§ WORK ORDER
From the data below, return each line in which the string "prst" is found.
___ EXERCISE DATA ___
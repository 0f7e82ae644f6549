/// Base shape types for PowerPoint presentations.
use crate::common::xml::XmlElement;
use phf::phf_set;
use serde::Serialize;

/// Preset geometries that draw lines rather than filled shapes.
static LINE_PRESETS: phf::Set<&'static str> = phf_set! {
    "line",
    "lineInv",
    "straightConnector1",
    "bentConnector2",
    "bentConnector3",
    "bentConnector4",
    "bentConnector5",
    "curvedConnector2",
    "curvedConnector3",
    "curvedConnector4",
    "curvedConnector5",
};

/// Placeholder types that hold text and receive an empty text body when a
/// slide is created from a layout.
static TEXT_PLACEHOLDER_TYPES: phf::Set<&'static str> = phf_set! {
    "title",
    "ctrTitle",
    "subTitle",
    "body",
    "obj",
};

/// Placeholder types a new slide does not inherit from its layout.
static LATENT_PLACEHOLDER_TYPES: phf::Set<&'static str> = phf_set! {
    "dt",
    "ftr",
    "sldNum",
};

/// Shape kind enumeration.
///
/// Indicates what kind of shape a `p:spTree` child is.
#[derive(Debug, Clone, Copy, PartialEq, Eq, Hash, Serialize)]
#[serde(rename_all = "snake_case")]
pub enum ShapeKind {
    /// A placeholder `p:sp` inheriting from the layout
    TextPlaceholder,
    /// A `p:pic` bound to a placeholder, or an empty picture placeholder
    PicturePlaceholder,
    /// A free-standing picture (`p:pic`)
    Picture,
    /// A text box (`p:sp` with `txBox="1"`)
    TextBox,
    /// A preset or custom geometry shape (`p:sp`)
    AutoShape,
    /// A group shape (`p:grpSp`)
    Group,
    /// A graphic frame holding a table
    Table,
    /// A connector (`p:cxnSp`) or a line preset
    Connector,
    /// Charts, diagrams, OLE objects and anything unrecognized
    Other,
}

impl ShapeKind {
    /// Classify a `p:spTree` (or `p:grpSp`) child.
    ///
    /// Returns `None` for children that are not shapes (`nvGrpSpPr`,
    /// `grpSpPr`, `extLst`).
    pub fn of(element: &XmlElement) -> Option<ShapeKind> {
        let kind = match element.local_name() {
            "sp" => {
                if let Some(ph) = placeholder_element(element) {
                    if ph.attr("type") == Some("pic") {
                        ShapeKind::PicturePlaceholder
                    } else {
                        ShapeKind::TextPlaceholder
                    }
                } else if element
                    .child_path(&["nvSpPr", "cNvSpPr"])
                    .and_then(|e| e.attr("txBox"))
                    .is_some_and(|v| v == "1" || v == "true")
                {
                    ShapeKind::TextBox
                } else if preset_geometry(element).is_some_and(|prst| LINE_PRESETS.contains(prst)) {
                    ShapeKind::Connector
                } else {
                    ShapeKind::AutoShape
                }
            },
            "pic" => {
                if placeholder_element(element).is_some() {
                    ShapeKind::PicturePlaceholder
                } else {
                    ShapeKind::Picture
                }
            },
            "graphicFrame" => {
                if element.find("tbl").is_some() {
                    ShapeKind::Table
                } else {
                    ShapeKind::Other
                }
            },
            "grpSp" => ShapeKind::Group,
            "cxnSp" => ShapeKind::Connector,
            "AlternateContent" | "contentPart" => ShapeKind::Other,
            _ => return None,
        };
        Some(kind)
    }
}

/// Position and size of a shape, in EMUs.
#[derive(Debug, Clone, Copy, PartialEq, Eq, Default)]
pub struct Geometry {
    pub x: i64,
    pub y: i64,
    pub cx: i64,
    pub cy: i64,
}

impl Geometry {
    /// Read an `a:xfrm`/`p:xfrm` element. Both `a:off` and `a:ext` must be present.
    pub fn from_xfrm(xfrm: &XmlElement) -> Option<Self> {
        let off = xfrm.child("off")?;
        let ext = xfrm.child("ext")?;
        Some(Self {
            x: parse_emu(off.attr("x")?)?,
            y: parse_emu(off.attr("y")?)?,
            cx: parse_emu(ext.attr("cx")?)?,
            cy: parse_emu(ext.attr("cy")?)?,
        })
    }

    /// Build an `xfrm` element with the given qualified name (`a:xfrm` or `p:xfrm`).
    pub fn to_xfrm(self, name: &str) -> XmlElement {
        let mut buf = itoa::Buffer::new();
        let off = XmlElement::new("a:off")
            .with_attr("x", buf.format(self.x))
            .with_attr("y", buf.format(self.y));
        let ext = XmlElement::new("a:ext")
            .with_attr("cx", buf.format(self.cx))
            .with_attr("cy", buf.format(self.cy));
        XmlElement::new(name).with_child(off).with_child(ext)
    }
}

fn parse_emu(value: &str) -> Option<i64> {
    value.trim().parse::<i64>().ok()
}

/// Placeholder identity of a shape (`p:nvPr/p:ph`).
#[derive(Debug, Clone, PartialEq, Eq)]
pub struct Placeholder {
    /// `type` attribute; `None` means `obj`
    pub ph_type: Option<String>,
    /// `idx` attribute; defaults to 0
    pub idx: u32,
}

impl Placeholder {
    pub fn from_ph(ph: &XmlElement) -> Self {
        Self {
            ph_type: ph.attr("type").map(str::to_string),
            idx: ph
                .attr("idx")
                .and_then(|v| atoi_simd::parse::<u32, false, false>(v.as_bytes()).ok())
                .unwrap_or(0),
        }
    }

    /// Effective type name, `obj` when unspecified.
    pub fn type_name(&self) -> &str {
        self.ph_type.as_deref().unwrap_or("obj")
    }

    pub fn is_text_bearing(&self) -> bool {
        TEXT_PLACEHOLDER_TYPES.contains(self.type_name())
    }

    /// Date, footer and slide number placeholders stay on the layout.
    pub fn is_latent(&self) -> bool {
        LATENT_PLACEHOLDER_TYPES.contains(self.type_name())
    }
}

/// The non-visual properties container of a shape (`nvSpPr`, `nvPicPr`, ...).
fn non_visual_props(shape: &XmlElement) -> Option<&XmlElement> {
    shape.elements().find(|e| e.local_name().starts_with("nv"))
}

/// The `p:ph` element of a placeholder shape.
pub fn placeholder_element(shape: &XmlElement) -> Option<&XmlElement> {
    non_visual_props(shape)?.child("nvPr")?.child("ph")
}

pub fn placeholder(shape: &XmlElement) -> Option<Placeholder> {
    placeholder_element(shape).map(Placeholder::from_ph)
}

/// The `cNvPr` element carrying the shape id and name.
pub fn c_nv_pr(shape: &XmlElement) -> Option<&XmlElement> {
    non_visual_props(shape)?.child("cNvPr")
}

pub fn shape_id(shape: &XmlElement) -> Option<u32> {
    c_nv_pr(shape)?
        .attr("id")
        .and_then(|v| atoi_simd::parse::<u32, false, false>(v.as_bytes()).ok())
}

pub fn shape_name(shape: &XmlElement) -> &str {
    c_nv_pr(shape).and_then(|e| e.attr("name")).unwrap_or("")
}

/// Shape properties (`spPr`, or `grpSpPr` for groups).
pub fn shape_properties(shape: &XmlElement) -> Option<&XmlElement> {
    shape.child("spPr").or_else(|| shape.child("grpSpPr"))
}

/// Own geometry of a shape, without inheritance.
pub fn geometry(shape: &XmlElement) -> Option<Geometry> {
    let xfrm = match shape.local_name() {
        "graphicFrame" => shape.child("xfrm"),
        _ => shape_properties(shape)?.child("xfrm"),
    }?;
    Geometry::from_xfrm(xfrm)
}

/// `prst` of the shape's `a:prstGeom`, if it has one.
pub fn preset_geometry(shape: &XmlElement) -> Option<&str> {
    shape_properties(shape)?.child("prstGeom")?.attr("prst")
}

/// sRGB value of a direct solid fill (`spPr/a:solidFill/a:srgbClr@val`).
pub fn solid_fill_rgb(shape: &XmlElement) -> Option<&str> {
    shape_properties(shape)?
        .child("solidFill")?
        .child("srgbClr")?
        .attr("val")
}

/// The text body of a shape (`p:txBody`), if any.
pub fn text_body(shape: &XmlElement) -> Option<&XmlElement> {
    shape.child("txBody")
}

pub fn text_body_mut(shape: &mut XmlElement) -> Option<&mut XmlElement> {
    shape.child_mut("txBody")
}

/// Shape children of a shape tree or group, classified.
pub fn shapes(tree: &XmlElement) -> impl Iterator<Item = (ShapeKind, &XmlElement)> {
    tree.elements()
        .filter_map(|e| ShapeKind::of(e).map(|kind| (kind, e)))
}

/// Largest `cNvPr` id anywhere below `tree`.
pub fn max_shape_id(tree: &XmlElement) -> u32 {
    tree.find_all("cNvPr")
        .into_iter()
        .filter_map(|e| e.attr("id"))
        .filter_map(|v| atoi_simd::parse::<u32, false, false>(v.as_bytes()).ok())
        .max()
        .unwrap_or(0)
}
___
§ EXERCISE ANSWER
                } else if preset_geometry(element).is_some_and(|prst| LINE_PRESETS.contains(prst)) {
/// `prst` of the shape's `a:prstGeom`, if it has one.
    shape_properties(shape)?.child("prstGeom")?.attr("prst")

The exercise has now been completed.